Resminostat (4SC-201 or RAS2410) is an orally bioavailable inhibitor of histone deacetylases (HDACs), of which inhibitors are antineoplastic agents.

In 2011, the German drug maker 4SC was granted orphan drug designation for resminostat by the US FDA for the treatment of hepatocellular carcinoma (HCC).

In 2016, the FDA granted IND for clinical tests in combination with sorafenib for HCC. 4SC say "In several phase I and phase II trials, resminostat has already demonstrated very good safety and tolerability, alongside promising indications of efficacy."

==Clinical trials==
Resminostat has undergone a phase I/II clinical trial for K-ras mutated advanced colorectal carcinoma.

It has undergone a phase II clinical trial for relapsed or refractory Hodgkin's lymphoma.

== Mechanism ==
Resminostat restrains the phosphorylation of 4E-BP1 and p70S6k, indicating a disturbance with Akt signalling pathway. The treatment of resminostat leads to a drop of Bim and Bax protein level and Bcl-xL level.

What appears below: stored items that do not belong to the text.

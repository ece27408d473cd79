//! Ordering clause generation.

use crate::error::OrderError;
use crate::model::AttributeDefinition;
use crate::model::Criteria;
use crate::model::DirectionMap;

use super::Sort;
use super::SortState;

impl Sort {
    /// Translates a direction map into a backend ordering clause.
    ///
    /// An empty map yields the configured default order verbatim. Otherwise
    /// every attribute is resolved again: virtual attributes contribute their
    /// expression unchanged, plain attributes are quoted through the schema
    /// (`relation.column` is split on the first dot) and get ` DESC` when
    /// descending. Fragments are joined with `", "`.
    pub fn order_clause_for(&self, directions: &DirectionMap) -> Result<String, OrderError> {
        if directions.is_empty() {
            return Ok(self.config.default_order.clone());
        }

        let mut fragments = Vec::with_capacity(directions.len());
        for (key, direction) in directions.iter() {
            let Some(definition) = self.resolve_attribute(key) else {
                log::debug!("Skipping unsortable attribute '{}' in order clause", key);
                continue;
            };

            let fragment = match definition {
                AttributeDefinition::Virtual(attribute) => attribute
                    .expression(direction)
                    .ok_or_else(|| OrderError::incomplete_virtual(key))?
                    .to_string(),
                AttributeDefinition::Plain(name) => {
                    let mut fragment = self.quote_attribute(&name);
                    if direction.is_descending() {
                        fragment.push_str(" DESC");
                    }
                    fragment
                }
            };
            fragments.push(fragment);
        }

        let clause = fragments.join(", ");
        log::trace!("Built order clause '{}' from {}", clause, directions);
        Ok(clause)
    }

    fn quote_attribute(&self, name: &str) -> String {
        let Some(schema) = self.schema.as_deref() else {
            return name.to_string();
        };
        match name.split_once('.') {
            Some((relation, column)) => format!(
                "{}.{}",
                schema.quote_relation(relation),
                schema.quote_column(column)
            ),
            None => schema.quote_column(name),
        }
    }
}

impl SortState<'_> {
    /// Returns the ordering clause for this state.
    pub fn order_clause(&self) -> Result<String, OrderError> {
        self.sort.order_clause_for(&self.directions)
    }

    /// Appends the ordering clause to the criteria's existing ordering.
    pub fn apply_order(&self, criteria: &mut Criteria) -> Result<(), OrderError> {
        let clause = self.order_clause()?;
        criteria.append_order(&clause);
        Ok(())
    }
}

#[cfg(test)]
mod tests {
    use std::sync::Arc;

    use super::*;
    use crate::SortConfig;
    use crate::model::Direction;
    use crate::model::VirtualAttribute;
    use crate::schema::QuoteStyle;
    use crate::schema::StaticSchema;

    fn people() -> SortConfig {
        SortConfig::new()
            .with_entity("person")
            .with_attribute("age")
            .with_alias("city", "address.city")
            .with_virtual(
                "name",
                VirtualAttribute::new("first, last", "first DESC, last DESC"),
            )
            .with_multi_sort(true)
    }

    fn ansi() -> Arc<StaticSchema> {
        Arc::new(StaticSchema::new(QuoteStyle::Ansi))
    }

    #[test]
    fn test_unquoted_clause() {
        let sort = Sort::new(
            SortConfig::new()
                .with_attribute("a")
                .with_attribute("b")
                .with_multi_sort(true),
        )
        .unwrap();
        let state = sort.resolve_token(Some("a-b.desc"));
        assert_eq!(state.order_clause().unwrap(), "a, b DESC");
    }

    #[test]
    fn test_default_order_fallback() {
        let sort = Sort::new(people().with_default_order("age DESC, id")).unwrap();
        assert_eq!(sort.resolve_token(None).order_clause().unwrap(), "age DESC, id");
        assert_eq!(
            sort.resolve_token(Some("salary.desc-ssn")).order_clause().unwrap(),
            "age DESC, id"
        );
    }

    #[test]
    fn test_no_default_order() {
        let sort = Sort::new(people()).unwrap();
        assert_eq!(sort.resolve_token(Some("nope")).order_clause().unwrap(), "");
    }

    #[test]
    fn test_virtual_expressions_are_verbatim() {
        let sort = Sort::new(people()).unwrap().with_schema(ansi());
        assert_eq!(
            sort.resolve_token(Some("name")).order_clause().unwrap(),
            "first, last"
        );
        assert_eq!(
            sort.resolve_token(Some("name.desc")).order_clause().unwrap(),
            "first DESC, last DESC"
        );
    }

    #[test]
    fn test_quoting_through_schema() {
        let sort = Sort::new(people()).unwrap().with_schema(ansi());
        let state = sort.resolve_token(Some("city.desc-age-name.desc"));
        assert_eq!(
            state.order_clause().unwrap(),
            r#""address"."city" DESC, "age", first DESC, last DESC"#
        );
    }

    #[test]
    fn test_relation_split_on_first_dot() {
        let schema = Arc::new(StaticSchema::new(QuoteStyle::Backtick));
        let sort = Sort::new(SortConfig::new().with_alias("deep", "author.profile.name"))
            .unwrap()
            .with_schema(schema);
        assert_eq!(
            sort.resolve_token(Some("deep")).order_clause().unwrap(),
            "`author`.`profile.name`"
        );
    }

    #[test]
    fn test_raw_names_without_schema() {
        let sort = Sort::new(people()).unwrap();
        assert_eq!(
            sort.resolve_token(Some("city-age.desc")).order_clause().unwrap(),
            "address.city, age DESC"
        );
    }

    #[test]
    fn test_incomplete_virtual_is_an_error() {
        let sort = Sort::new(
            SortConfig::new().with_virtual(
                "name",
                VirtualAttribute {
                    asc: Some("first".to_string()),
                    ..Default::default()
                },
            ),
        )
        .unwrap();

        // Missing `desc` is fatal even for an ascending request.
        let err = sort.resolve_token(Some("name")).order_clause().unwrap_err();
        assert_eq!(err, OrderError::incomplete_virtual("name"));
        assert_eq!(err.attribute(), "name");
    }

    #[test]
    fn test_unresolvable_keys_never_reach_the_clause() {
        let sort = Sort::new(people()).unwrap();
        let directions = DirectionMap::from([
            ("age", Direction::Asc),
            ("1; DROP TABLE person", Direction::Desc),
        ]);
        assert_eq!(sort.order_clause_for(&directions).unwrap(), "age");
    }

    #[test]
    fn test_apply_order_appends() {
        let sort = Sort::new(people()).unwrap();
        let state = sort.resolve_token(Some("age.desc"));

        let mut criteria = Criteria::new().with_order("pinned DESC");
        state.apply_order(&mut criteria).unwrap();
        assert_eq!(criteria.order(), "pinned DESC, age DESC");

        let mut criteria = Criteria::new();
        state.apply_order(&mut criteria).unwrap();
        assert_eq!(criteria.order(), "age DESC");
    }

    #[test]
    fn test_apply_order_without_sort_or_default() {
        let sort = Sort::new(people()).unwrap();
        let mut criteria = Criteria::new().with_order("id");
        sort.resolve_token(None).apply_order(&mut criteria).unwrap();
        assert_eq!(criteria.order(), "id");
    }

    #[test]
    fn test_apply_order_leaves_criteria_on_error() {
        let sort =
            Sort::new(SortConfig::new().with_virtual("v", VirtualAttribute::default())).unwrap();
        let mut criteria = Criteria::new().with_order("id");
        assert!(sort.resolve_token(Some("v")).apply_order(&mut criteria).is_err());
        assert_eq!(criteria.order(), "id");
    }
}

As with other HDAC inhibitors such as pracinostat, the inhibition of HDACs by resminostat results in an accumulation of highly acetylated histones, followed by an abduction of chromatin remodeling, inhibition of tumor suppressor genes transcription and cell division, and finally tumor cell apoptosis.